Saturday, January 17, 2009

Steeler Dreams

My pre-coffee morning confab with my hubby. (inner dialogue in parenthesis) All "quotes" are exact as he sat with me to blog accurately.

"Babe, I had the BEST dream!", he said bounding into the kitchen bright and cheery.

"What was it?" (coffee, need coffee, what do i do first to get it going, oh fill the pot, what was he saying?)

"I was in the locker room with Ben Roethlisberger." (wow, too much to handle the humor or weirdness implication o that) "It was so real I could smell the locker room."

"And?"

"He was sitting on the bench in his uniform. He was crying." (oh no, the nightmares of a Steeler loss have already begun, coffee first, encouragement second)

"'Ron', he said,'Playing the Ravens is really tough." (gulp)

"So what did you tell him?"

"I just said Bennie it's gonna be okay. Make sure you look off Ed Reed. Trust that your Backs will pick up Ray Ray. When the pressure comes, Heath will be in the flat and Hines will find a seam in the zone." (coffee and a book to translate the football-ese, please God, right now, let me channel howard cosell)

"He looked at me. And said, 'Thanks man, I needed some love'. He puts on his helmet and hugs me and runs on the field!" (apparently even a big, football player needs love too, a little scared my husband is 'lovin' ben, more coffee to figure that one out)

I became a Steeler fan to save my marriage. It's that simple. I fought it as long and as hard as I could.

{"Put that down buddy! You can't be drinking dog water! That's disgusting! -insert baby giggle here-. Yes, that's the soundtrack to my blogging. Oy.}

In the early days of the marriage, I pouted, ignored, cajoled and finally railed against the Steelers on my t.v. As my husband bleeds black and gold, I was then faced with a choice. I couldn't beat them (the collective greatness that is the Stillers) I had to join them.

I'll tell you my secret. I watch enough ESPN, local sports and listen to local sports radio for that one tidbit of info I can remember. Some brilliant observation about a player. I don't know what it is. It's a bit like a parrot mimicking it's owner. I just remember whatever the rabid announcer said. I tuck it away like a prized biscuit in my pocket.

Here's the genius part. When my husband starts a random (and often) conversation about the Stillers, I pull out the biscuit. I sound smart and involved for about two seconds. Then when he continues with his bottomless depth o' Stiller football sports knowledge I am lost. I just revert to the wifely smile/nod. You know the one. "Sports stuff-yadda-yadda-sports-stuff. You know?" Smile. Nod. "Sure honey."

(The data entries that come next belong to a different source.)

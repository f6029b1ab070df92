//! Logging infrastructure using `tracing` and `tracing-subscriber`.
//!
//! All pipeline observability is routed through `tracing` spans: one span
//! per stage, with structured fields for source file and row counts.
//!
//! # Log Levels
//!
//! - `error`: fatal schema or I/O failures
//! - `warn`: degraded cells (unparseable dates, missing asset files)
//! - `info`: stage progress and summary counts
//! - `debug`: per-column processing detail

use std::fs::OpenOptions;
use std::io::{self, Write};
use std::path::PathBuf;
use std::sync::{Arc, Mutex};
use tracing::level_filters::LevelFilter;
use tracing_subscriber::{
    EnvFilter,
    fmt::{self, MakeWriter},
    layer::SubscriberExt,
    util::SubscriberInitExt,
};

/// Log output format.
#[derive(Debug, Clone, Copy, Default, PartialEq, Eq)]
pub enum LogFormat {
    /// Human-readable format with colors.
    #[default]
    Pretty,
    /// Compact single-line format.
    Compact,
    /// JSON format for machine parsing.
    Json,
}

/// Configuration for logging behavior.
#[derive(Debug, Clone)]
pub struct LogConfig {
    /// Maximum level emitted.
    pub level_filter: LevelFilter,
    /// Whether `RUST_LOG` may override the configured level.
    pub use_env_filter: bool,
    /// Whether to include timestamps in log output.
    pub with_timestamps: bool,
    /// Whether to include target (module path) in log output.
    pub with_target: bool,
    /// Whether to use ANSI colors in output. Ignored by [`LogFormat::Json`],
    /// which is never colored.
    pub with_ansi: bool,
    /// Output format.
    pub format: LogFormat,
    /// Optional log file path. When set, logs are appended to the file.
    pub log_file: Option<PathBuf>,
}

impl Default for LogConfig {
    fn default() -> Self {
        Self {
            level_filter: LevelFilter::WARN,
            use_env_filter: true,
            with_timestamps: false,
            with_target: false,
            with_ansi: true,
            format: LogFormat::default(),
            log_file: None,
        }
    }
}

/// Initialize the global tracing subscriber with the given configuration.
///
/// Call once at application startup.
///
/// # Errors
///
/// Returns an error if the log file cannot be opened.
///
/// # Panics
///
/// Panics if called more than once.
pub fn init_logging(config: &LogConfig) -> io::Result<()> {
    if let Some(path) = &config.log_file {
        let file = OpenOptions::new().create(true).append(true).open(path)?;
        init_logging_with_writer(config, SharedFileWriter::new(file));
    } else {
        init_logging_with_writer(config, io::stderr);
    }
    Ok(())
}

/// Initialize logging with a custom writer (useful for testing).
pub fn init_logging_with_writer<W>(config: &LogConfig, writer: W)
where
    W: for<'writer> MakeWriter<'writer> + Send + Sync + 'static,
{
    let filter = build_env_filter(config);

    match config.format {
        LogFormat::Json => {
            let layer = fmt::layer()
                .json()
                .with_writer(writer)
                .with_target(config.with_target);

            if config.with_timestamps {
                tracing_subscriber::registry()
                    .with(filter)
                    .with(layer)
                    .init();
            } else {
                tracing_subscriber::registry()
                    .with(filter)
                    .with(layer.without_time())
                    .init();
            }
        }
        LogFormat::Compact => {
            let layer = fmt::layer()
                .compact()
                .with_writer(writer)
                .with_ansi(config.with_ansi)
                .with_target(config.with_target);

            if config.with_timestamps {
                tracing_subscriber::registry()
                    .with(filter)
                    .with(layer)
                    .init();
            } else {
                tracing_subscriber::registry()
                    .with(filter)
                    .with(layer.without_time())
                    .init();
            }
        }
        LogFormat::Pretty => {
            let layer = fmt::layer()
                .with_writer(writer)
                .with_ansi(config.with_ansi)
                .with_target(config.with_target);

            if config.with_timestamps {
                tracing_subscriber::registry()
                    .with(filter)
                    .with(layer)
                    .init();
            } else {
                tracing_subscriber::registry()
                    .with(filter)
                    .with(layer.without_time())
                    .init();
            }
        }
    }
}

#[derive(Clone)]
struct SharedFileWriter {
    file: Arc<Mutex<std::fs::File>>,
}

impl SharedFileWriter {
    fn new(file: std::fs::File) -> Self {
        Self {
            file: Arc::new(Mutex::new(file)),
        }
    }
}

struct SharedFileGuard {
    file: Arc<Mutex<std::fs::File>>,
}

impl Write for SharedFileGuard {
    fn write(&mut self, buf: &[u8]) -> io::Result<usize> {
        let mut guard = self
            .file
            .lock()
            .map_err(|_| io::Error::other("log file lock poisoned"))?;
        guard.write(buf)
    }

    fn flush(&mut self) -> io::Result<()> {
        let mut guard = self
            .file
            .lock()
            .map_err(|_| io::Error::other("log file lock poisoned"))?;
        guard.flush()
    }
}

impl<'a> MakeWriter<'a> for SharedFileWriter {
    type Writer = SharedFileGuard;

    fn make_writer(&'a self) -> Self::Writer {
        SharedFileGuard {
            file: Arc::clone(&self.file),
        }
    }
}

/// Build an `EnvFilter` from the configuration, respecting `RUST_LOG` when
/// env override is enabled.
fn build_env_filter(config: &LogConfig) -> EnvFilter {
    let level = config.level_filter;
    let fallback = || {
        // Our crates log at the configured level; external crates stay at
        // warn to reduce noise.
        EnvFilter::new(format!(
            "warn,casefill_cli={level},casefill_ingest={level},\
             casefill_model={level},casefill_output={level},casefill_transform={level}"
        ))
    };
    if config.use_env_filter {
        EnvFilter::try_from_default_env().unwrap_or_else(|_| fallback())
    } else {
        fallback()
    }
}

I too have Steeler dreams. However, they don't involve giving Ben well needed advice and a hug. It involves my husband in uniform and a dark locker room. But that's for another blog and another cup o joe.

Tuesday, January 6, 2009

The Sound of Silence

It's after eight o'clock in the evening. We are watching Star Wars (2 or 5 depending on your geek level). An ice storm rages outside. It's warm under the Lightning McQueen blankie. The baby is sleeping, after having passed out an hour early on daddy's chest. Pappy is going to sleep. And still, it isn't silent. Why? Because it never is.

My five year old never, ever, no, not even then, stops talking. He has comments, questions, illuminations and observations about everything-all the time. While playing he has a running commentary on the action. While eating he is complaining about the food or picking on Pappy. Even while pooping, he has an entire conversation while making little clothes out of toilet paper. (One couldn't make this stuff up if one tried.)

I timed him the other day. It was 1 hour and 45 minutes straight of non stop talking. I kept thinking he would have to pause for respiration. Right? Nope. Maybe my boy is a curious kid/amphibian who can breathe through his eyelids. Who knows?

I never knew what a rare and precious gift silence was until it was wrenched from me by life. I seek it out at every turn. In the car. In the shower. In the bathroom (the only place a mom gets even nominal alone time). Yet, with my super sonic, former teacher, mommy ears I can still hear my husband negotiating with the baby to, "Not pour the popcorn all over the livingroom!!!!!"

Simon and Garfunkle have an ethereal melody, "The Sound of Silence".
And the vision that was planted in my brain
Still remains
Within the sound of silence.

What vision will be planted in my brain when I again have the sound of silence?